§ What you should do:
Reproduce the entries shown below only from the line with "filename crates/image-selector-core/src/ocr/tesseract.rs" down to the line with "use crate::decode::Raster;", keeping both end lines and copying each one exactly.

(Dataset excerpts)
--- START ---
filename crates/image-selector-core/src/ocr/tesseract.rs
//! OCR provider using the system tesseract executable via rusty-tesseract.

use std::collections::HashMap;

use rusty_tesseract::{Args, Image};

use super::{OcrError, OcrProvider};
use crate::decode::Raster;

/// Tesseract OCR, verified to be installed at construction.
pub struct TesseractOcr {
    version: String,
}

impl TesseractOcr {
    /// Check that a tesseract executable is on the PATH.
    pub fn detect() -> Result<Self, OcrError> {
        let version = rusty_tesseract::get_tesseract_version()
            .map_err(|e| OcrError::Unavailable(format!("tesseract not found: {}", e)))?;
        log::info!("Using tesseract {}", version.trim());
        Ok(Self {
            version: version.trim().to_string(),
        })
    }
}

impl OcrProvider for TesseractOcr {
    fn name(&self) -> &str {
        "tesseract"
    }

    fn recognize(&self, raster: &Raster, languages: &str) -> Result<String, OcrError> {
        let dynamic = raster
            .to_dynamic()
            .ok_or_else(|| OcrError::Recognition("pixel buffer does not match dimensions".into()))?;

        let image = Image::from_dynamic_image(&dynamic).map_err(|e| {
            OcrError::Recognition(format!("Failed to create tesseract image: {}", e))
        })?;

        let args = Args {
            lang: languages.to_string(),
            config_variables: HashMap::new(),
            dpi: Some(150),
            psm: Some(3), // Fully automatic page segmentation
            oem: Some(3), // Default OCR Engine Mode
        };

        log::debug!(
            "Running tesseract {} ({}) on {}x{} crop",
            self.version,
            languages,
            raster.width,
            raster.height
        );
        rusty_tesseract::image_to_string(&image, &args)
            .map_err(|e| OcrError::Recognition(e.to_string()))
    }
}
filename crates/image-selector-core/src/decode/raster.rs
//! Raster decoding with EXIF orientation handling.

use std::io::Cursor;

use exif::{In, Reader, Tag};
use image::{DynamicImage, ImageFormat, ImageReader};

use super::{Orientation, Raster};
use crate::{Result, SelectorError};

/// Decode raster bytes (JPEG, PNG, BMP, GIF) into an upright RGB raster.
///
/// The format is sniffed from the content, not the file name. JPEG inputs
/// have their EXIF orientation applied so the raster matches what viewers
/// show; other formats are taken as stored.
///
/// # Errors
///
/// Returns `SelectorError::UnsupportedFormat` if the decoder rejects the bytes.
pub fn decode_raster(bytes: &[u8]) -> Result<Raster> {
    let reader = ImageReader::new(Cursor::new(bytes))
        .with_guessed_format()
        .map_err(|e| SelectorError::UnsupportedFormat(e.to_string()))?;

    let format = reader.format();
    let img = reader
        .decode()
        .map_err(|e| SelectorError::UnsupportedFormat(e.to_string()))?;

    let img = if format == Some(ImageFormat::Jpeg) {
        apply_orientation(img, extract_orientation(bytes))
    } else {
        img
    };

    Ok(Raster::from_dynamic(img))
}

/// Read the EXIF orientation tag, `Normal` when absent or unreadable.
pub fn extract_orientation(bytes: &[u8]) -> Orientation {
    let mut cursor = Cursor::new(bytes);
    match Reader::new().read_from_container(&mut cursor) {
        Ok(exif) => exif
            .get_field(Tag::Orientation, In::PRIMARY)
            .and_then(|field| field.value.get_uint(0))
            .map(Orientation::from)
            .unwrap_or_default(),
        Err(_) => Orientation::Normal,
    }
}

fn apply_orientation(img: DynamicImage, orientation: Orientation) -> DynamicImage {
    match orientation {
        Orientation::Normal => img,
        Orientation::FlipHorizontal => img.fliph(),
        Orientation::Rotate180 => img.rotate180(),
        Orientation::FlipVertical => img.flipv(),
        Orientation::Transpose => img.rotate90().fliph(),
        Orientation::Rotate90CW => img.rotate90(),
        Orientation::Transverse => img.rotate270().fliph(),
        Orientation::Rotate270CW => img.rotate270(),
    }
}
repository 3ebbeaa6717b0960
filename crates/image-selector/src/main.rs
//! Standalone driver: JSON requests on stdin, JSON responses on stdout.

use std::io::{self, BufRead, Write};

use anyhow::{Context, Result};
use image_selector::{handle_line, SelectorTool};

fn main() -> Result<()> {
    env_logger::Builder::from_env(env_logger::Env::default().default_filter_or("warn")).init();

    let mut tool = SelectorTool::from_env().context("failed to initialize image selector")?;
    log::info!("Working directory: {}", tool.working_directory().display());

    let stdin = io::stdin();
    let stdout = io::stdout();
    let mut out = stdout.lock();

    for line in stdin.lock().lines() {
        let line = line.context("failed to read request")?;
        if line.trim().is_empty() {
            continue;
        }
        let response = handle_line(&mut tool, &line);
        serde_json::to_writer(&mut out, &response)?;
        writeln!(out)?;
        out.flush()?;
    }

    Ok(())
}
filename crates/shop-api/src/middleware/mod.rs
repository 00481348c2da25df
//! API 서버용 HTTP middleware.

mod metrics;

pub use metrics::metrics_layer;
--- END ---
--- START ---
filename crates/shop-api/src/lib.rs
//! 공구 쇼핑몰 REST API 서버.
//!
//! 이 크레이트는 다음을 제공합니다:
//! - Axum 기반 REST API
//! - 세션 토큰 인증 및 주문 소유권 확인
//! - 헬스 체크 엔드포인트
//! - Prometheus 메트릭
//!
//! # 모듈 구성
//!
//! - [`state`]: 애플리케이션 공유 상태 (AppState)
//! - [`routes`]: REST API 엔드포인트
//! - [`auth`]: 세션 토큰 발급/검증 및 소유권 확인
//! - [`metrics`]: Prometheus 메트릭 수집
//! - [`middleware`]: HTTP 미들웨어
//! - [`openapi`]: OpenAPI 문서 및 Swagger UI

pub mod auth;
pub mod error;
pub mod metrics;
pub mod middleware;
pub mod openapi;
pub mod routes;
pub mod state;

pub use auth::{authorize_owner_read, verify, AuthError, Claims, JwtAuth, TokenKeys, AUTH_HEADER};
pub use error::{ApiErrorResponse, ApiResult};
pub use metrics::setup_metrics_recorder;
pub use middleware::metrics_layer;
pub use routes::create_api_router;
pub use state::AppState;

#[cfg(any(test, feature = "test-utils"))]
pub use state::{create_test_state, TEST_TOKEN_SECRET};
--- END ---
--- START ---
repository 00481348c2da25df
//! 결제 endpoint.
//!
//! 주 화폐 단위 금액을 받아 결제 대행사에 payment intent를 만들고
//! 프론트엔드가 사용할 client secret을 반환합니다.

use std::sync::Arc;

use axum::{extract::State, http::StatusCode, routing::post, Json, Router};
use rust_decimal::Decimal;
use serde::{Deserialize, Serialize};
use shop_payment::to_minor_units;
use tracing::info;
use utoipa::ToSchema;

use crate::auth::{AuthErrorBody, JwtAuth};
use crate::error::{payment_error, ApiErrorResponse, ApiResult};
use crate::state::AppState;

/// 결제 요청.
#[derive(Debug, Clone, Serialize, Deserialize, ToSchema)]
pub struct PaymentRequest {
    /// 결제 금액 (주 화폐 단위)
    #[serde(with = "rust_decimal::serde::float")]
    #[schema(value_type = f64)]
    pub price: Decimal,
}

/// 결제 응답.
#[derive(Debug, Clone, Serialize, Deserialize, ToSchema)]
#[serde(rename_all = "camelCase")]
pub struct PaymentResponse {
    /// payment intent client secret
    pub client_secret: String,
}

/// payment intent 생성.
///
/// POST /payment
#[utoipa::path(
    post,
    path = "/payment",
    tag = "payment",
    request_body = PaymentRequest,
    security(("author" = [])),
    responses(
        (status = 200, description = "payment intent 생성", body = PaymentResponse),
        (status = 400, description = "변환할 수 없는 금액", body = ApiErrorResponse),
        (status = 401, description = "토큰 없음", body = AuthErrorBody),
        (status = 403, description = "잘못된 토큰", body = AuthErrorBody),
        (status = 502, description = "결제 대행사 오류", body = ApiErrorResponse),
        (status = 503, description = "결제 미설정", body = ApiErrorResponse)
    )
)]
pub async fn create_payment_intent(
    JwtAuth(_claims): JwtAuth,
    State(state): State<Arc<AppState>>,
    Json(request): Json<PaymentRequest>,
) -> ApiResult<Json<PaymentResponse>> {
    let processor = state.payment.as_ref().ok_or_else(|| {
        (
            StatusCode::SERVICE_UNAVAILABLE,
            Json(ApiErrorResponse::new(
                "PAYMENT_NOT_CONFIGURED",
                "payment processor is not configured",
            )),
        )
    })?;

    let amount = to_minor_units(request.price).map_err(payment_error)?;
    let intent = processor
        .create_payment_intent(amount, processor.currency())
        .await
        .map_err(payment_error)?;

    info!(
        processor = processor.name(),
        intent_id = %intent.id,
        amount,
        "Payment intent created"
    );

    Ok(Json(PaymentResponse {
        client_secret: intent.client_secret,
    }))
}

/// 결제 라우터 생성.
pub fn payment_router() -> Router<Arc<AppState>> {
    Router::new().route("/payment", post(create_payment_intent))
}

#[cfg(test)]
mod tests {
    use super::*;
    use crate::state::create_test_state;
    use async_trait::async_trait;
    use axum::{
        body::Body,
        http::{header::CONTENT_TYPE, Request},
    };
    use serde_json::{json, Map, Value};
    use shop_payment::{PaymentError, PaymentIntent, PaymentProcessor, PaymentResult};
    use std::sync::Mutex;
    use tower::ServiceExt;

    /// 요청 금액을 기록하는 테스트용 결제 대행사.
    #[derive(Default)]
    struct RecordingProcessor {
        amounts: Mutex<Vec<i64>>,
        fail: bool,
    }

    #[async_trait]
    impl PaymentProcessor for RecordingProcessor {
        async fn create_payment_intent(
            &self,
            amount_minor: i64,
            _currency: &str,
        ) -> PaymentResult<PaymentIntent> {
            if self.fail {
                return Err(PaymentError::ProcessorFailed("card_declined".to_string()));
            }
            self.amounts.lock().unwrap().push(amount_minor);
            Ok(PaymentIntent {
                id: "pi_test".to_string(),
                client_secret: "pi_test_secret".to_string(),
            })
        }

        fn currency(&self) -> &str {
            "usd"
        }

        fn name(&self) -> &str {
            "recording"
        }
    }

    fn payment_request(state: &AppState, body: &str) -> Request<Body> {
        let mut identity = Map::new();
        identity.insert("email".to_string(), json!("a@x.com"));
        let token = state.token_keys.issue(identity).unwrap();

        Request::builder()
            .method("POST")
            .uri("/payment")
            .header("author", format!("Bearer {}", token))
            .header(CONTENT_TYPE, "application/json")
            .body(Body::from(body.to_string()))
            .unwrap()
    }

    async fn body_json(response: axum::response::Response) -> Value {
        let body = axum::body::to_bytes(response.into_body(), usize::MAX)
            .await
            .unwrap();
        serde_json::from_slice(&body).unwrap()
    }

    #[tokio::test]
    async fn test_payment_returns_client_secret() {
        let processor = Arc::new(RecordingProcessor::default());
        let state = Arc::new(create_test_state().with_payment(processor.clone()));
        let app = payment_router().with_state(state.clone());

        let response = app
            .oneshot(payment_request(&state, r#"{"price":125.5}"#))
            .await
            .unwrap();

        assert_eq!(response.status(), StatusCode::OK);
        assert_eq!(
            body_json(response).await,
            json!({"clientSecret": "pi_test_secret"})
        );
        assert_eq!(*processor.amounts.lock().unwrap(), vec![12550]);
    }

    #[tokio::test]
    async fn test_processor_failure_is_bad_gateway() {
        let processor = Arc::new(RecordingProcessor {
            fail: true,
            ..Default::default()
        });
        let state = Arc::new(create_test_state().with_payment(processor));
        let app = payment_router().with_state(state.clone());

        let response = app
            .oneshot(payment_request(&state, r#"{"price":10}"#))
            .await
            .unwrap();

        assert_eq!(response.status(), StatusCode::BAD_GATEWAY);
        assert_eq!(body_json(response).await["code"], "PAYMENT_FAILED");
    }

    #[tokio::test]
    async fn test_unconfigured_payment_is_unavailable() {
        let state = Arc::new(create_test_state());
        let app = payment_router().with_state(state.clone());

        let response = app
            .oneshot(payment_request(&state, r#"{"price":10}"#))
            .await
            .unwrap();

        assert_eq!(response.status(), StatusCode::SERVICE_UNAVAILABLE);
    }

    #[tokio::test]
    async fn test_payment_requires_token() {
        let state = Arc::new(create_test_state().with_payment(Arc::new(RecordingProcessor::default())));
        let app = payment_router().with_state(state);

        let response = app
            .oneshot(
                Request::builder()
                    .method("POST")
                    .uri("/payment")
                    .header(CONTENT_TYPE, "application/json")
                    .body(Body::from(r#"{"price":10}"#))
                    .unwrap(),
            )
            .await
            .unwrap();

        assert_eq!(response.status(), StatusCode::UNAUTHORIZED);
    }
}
--- END ---
§ Written response:
filename crates/image-selector-core/src/ocr/tesseract.rs
//! OCR provider using the system tesseract executable via rusty-tesseract.

use std::collections::HashMap;

use rusty_tesseract::{Args, Image};

use super::{OcrError, OcrProvider};
use crate::decode::Raster;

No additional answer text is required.